ASSIGNMENT
Each line of the material below that holds the word "Timestamp" needs to be copied.

MATERIAL PROVIDED
╭──
pub(crate) struct ChainStore {
    pub(crate) config: Arc<ChainConfig>,
    pub(crate) clock: Arc<dyn Clock>,

    // index/
    pub(crate) property: Table<ChainProperty, PropertyValue>,
    pub(crate) fork_number: Table<u64, Vec<BlockId>>,
    pub(crate) fork_data: Table<BlockId, BlockForkData>,
    pub(crate) undo_state: Table<BlockId, ChainDelta>,
    pub(crate) block_record: Table<BlockId, BlockRecord>,
    pub(crate) account: Table<AccountId, AccountRecord>,
    pub(crate) account_name: Table<String, AccountId>,
    pub(crate) account_address: Table<Address, AccountId>,
    pub(crate) asset: Table<AssetId, AssetRecord>,
    pub(crate) asset_symbol: Table<String, AssetId>,
    pub(crate) balance: Table<BalanceId, BalanceRecord>,
    pub(crate) empty_balance: Table<BalanceId, BalanceRecord>,
    pub(crate) transaction: Table<TransactionId, TransactionRecord>,
    pub(crate) slate: Table<SlateId, SlateRecord>,
    pub(crate) pending_transaction: Table<TransactionId, SignedTransaction>,
    pub(crate) future_blocks: Table<BlockId, u64>,
    pub(crate) slot: Table<Timestamp, SlotRecord>,
    pub(crate) feed: Table<FeedIndex, FeedRecord>,
    pub(crate) bid: Table<MarketIndexKey, OrderRecord>,
    pub(crate) ask: Table<MarketIndexKey, OrderRecord>,
    pub(crate) relative_bid: Table<MarketIndexKey, OrderRecord>,
    pub(crate) relative_ask: Table<MarketIndexKey, OrderRecord>,
    pub(crate) short: Table<MarketIndexKey, OrderRecord>,
    pub(crate) collateral: Table<MarketIndexKey, CollateralRecord>,
    pub(crate) market_history: Table<MarketHistoryKey, MarketHistoryRecord>,

    // raw_chain/
    pub(crate) block_data: Table<BlockId, FullBlock>,
    pub(crate) block_num_to_id: Table<u64, BlockId>,

    // in-memory, rebuilt at open
    pub(crate) head: RwLock<HeadBlock>,
    pub(crate) stored_chain_id: RwLock<Hash256>,
    pub(crate) delegate_votes: RwLock<BTreeSet<VoteIndex>>,
    pub(crate) collateral_expiration: RwLock<BTreeSet<(AssetId, Timestamp, MarketIndexKey)>>,
    pub(crate) unique_transactions: RwLock<BTreeSet<(Timestamp, Hash256)>>,
    pub(crate) dirty_markets: RwLock<BTreeSet<(AssetId, AssetId)>>,
}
╰──
TASK SOLUTION
    pub(crate) slot: Table<Timestamp, SlotRecord>,
    pub(crate) collateral_expiration: RwLock<BTreeSet<(AssetId, Timestamp, MarketIndexKey)>>,
    pub(crate) unique_transactions: RwLock<BTreeSet<(Timestamp, Hash256)>>,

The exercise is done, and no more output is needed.